13.7    Severability. If any term or provision of this Agreement is held to be or rendered invalid or unenforceable at any time in any jurisdiction, such term or provision shall not affect the validity or enforceability of any other terms or provisions of this Agreement, or the validity or enforceability of such affected term or provision at any other time or in any other jurisdiction.
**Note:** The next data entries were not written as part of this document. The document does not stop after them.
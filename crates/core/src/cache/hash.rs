//! Content-addressed cache key generation.

use sha2::{Digest, Sha256};

/// Compute the cache key for a page URL.
///
/// The URL is hashed exactly as given; callers that want `HTTP://X` and
/// `http://x` to share an entry must normalize first.
pub fn compute_cache_key(url: &str) -> String {
    let mut hasher = Sha256::new();
    hasher.update(url.as_bytes());
    hex::encode(hasher.finalize())
}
13.8    Governing Law; Jurisdiction and Venue. This Agreement shall be governed by the laws of the State of Florida. The venue for any legal or equitable action brought under this agreement shall be Hillsborough County, Florida. The Parties agree to submit to the jurisdiction of Florida in connection with any claims or controversy arising out of this Agreement and that venue for such actions shall be in Hillsborough County, Florida. Each Party (for themselves and all its respective Indemnitees) hereby submit to jurisdiction and consent to venue in such courts, and waive any defense based on forum non conveniens, provided that any Party may seek injunctive relief or specific performance with respect to any of the Assets in the courts of the State in which such Assets are situated and may incorporate a claim against Sellers of such or Asset with respect to any claim for injunctive relief or specific performance.
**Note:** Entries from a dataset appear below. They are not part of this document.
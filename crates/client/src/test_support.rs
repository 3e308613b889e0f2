//! In-memory page source for tests.

use std::collections::HashMap;
use std::sync::Mutex;
use std::sync::atomic::{AtomicUsize, Ordering};
use std::time::Duration;

use async_trait::async_trait;
use pagetrie_core::Error;

use crate::fetch::PageSource;

enum Reply {
    Body(String),
    Status(u16, String),
    Panic,
}

/// Serves canned bodies and counts requests per URL.
#[derive(Default)]
pub struct StubSource {
    replies: HashMap<String, Reply>,
    calls: Mutex<HashMap<String, usize>>,
    delay: Option<Duration>,
    in_flight: AtomicUsize,
    max_in_flight: AtomicUsize,
}

impl StubSource {
    pub fn new() -> Self {
        Self::default()
    }

    pub fn page(mut self, url: &str, body: &str) -> Self {
        self.replies.insert(url.to_string(), Reply::Body(body.to_string()));
        self
    }

    pub fn status(mut self, url: &str, status: u16, message: &str) -> Self {
        self.replies
            .insert(url.to_string(), Reply::Status(status, message.to_string()));
        self
    }

    /// Make requests for `url` panic inside the fetch.
    pub fn panics(mut self, url: &str) -> Self {
        self.replies.insert(url.to_string(), Reply::Panic);
        self
    }

    /// Make every request take a little while.
    pub fn delayed(mut self) -> Self {
        self.delay = Some(Duration::from_millis(30));
        self
    }

    pub fn calls(&self, url: &str) -> usize {
        self.calls.lock().unwrap().get(url).copied().unwrap_or(0)
    }

    pub fn total_calls(&self) -> usize {
        self.calls.lock().unwrap().values().sum()
    }

    pub fn max_in_flight(&self) -> usize {
        self.max_in_flight.load(Ordering::SeqCst)
    }
}

#[async_trait]
impl PageSource for StubSource {
    async fn fetch_body(&self, url: &str) -> Result<String, Error> {
        *self.calls.lock().unwrap().entry(url.to_string()).or_default() += 1;

        let now = self.in_flight.fetch_add(1, Ordering::SeqCst) + 1;
        self.max_in_flight.fetch_max(now, Ordering::SeqCst);
        if let Some(delay) = self.delay {
            tokio::time::sleep(delay).await;
        }
        self.in_flight.fetch_sub(1, Ordering::SeqCst);

        match self.replies.get(url) {
            Some(Reply::Body(body)) => Ok(body.clone()),
            Some(Reply::Status(status, message)) => Err(Error::fetch_status(*status, message)),
            Some(Reply::Panic) => panic!("stub source asked to panic for {url}"),
            None => Err(Error::HttpError(format!("network error: no route to {url}"))),
        }
    }
}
13.9    Waiver of Trial by Jury. THE PARTIES HEREBY KNOWINGLY, VOLUNTARILY AND INTENTIONALLY WAIVE ANY RIGHT THAT ANY PARTY MAY HAVE TO A TRIAL BY JURY IN RESPECT OF ANY LITIGATION BASED HEREON, OR ARISING OUT OF, UNDER OR IN CONNECTION WITH THIS AGREEMENT OR ANY OTHER DOCUMENTS EXECUTED IN CONNECTION HEREWITH, OR IN RESPECT OF ANY COURSE OF CONDUCT, STATEMENTS (WHETHER ORAL OR WRITTEN), OR ACTIONS OF ANY PARTY. THIS PROVISION IS A MATERIAL INDUCEMENT FOR EACH OF THE PARTIES TO ENTER INTO THIS AGREEMENT.
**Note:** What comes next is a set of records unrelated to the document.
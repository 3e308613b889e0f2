//! Start-rate limiter.

use std::time::Duration;

use tokio::sync::Mutex;
use tokio::time::Instant;

/// Spaces request starts at least `min_interval` apart.
///
/// Waiters queue on a fair mutex, so they are admitted in the order they
/// called [`RateLimiter::acquire`].
#[derive(Debug)]
pub struct RateLimiter {
    last_start: Mutex<Option<Instant>>,
    min_interval: Duration,
}

impl RateLimiter {
    pub fn new(min_interval: Duration) -> Self {
        Self { last_start: Mutex::new(None), min_interval }
    }

    /// At most `per_second` starts in any one-second span.
    pub fn per_second(per_second: u32) -> Self {
        Self::new(Duration::from_secs(1) / per_second.max(1))
    }

    pub fn min_interval(&self) -> Duration {
        self.min_interval
    }

    /// Wait until a new request may start, then record the start.
    pub async fn acquire(&self) {
        let mut last = self.last_start.lock().await;
        if let Some(previous) = *last {
            let elapsed = previous.elapsed();
            if elapsed < self.min_interval {
                tokio::time::sleep(self.min_interval - elapsed).await;
            }
        }
        *last = Some(Instant::now());
    }
}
13.10    Prevailing Party. If any litigation or other court action, arbitration, or similar adjudicatory proceeding is commenced by any Party to enforce its rights under this Agreement against any other Party, all fees, costs, and expenses, including, without limitation, reasonable attorneys’ fees and court costs, incurred by the Prevailing Party in such litigation, action, arbitration, or proceeding shall be reimbursed by the non-prevailing Party; provided, however, that if a Party to such litigation, action, arbitration, or proceeding prevails in part, and loses in part, the court, arbitrator, or other adjudicator presiding over such litigation, action, arbitration, or proceeding shall award a reimbursement of the fees, costs, and expenses incurred by such Party on an equitable basis. “Prevailing Party” within the meaning of this Section also includes a party who dismisses an action for recovery hereunder in exchange for payment of the amount allegedly due, performance of covenants allegedly breached, or considerations substantially equal to the relief sought in the action or proceeding.


53




13.11    Incorporation of Recitals, Exhibits and Schedules. The recitals to this Agreement, and all exhibits and schedules referred to in this Agreement are incorporated herein by such reference and made a part of this Agreement. Any matter disclosed in any schedule to this Agreement shall be deemed to be incorporated in all other schedules to this Agreement.
13.12    Liability of Interest-Holders in Sellers and its Affiliates. Purchaser agrees and acknowledges that none of the members, partners, shareholders or other holders of beneficial interests of or in Sellers or any of Sellers’ Affiliates shall be personally liable for any obligation or responsibility of Sellers or any of their respective Affiliates hereunder by virtue of being a member, partner, shareholder, or holder of any beneficial interest of or in Sellers or any of Sellers’ Affiliates.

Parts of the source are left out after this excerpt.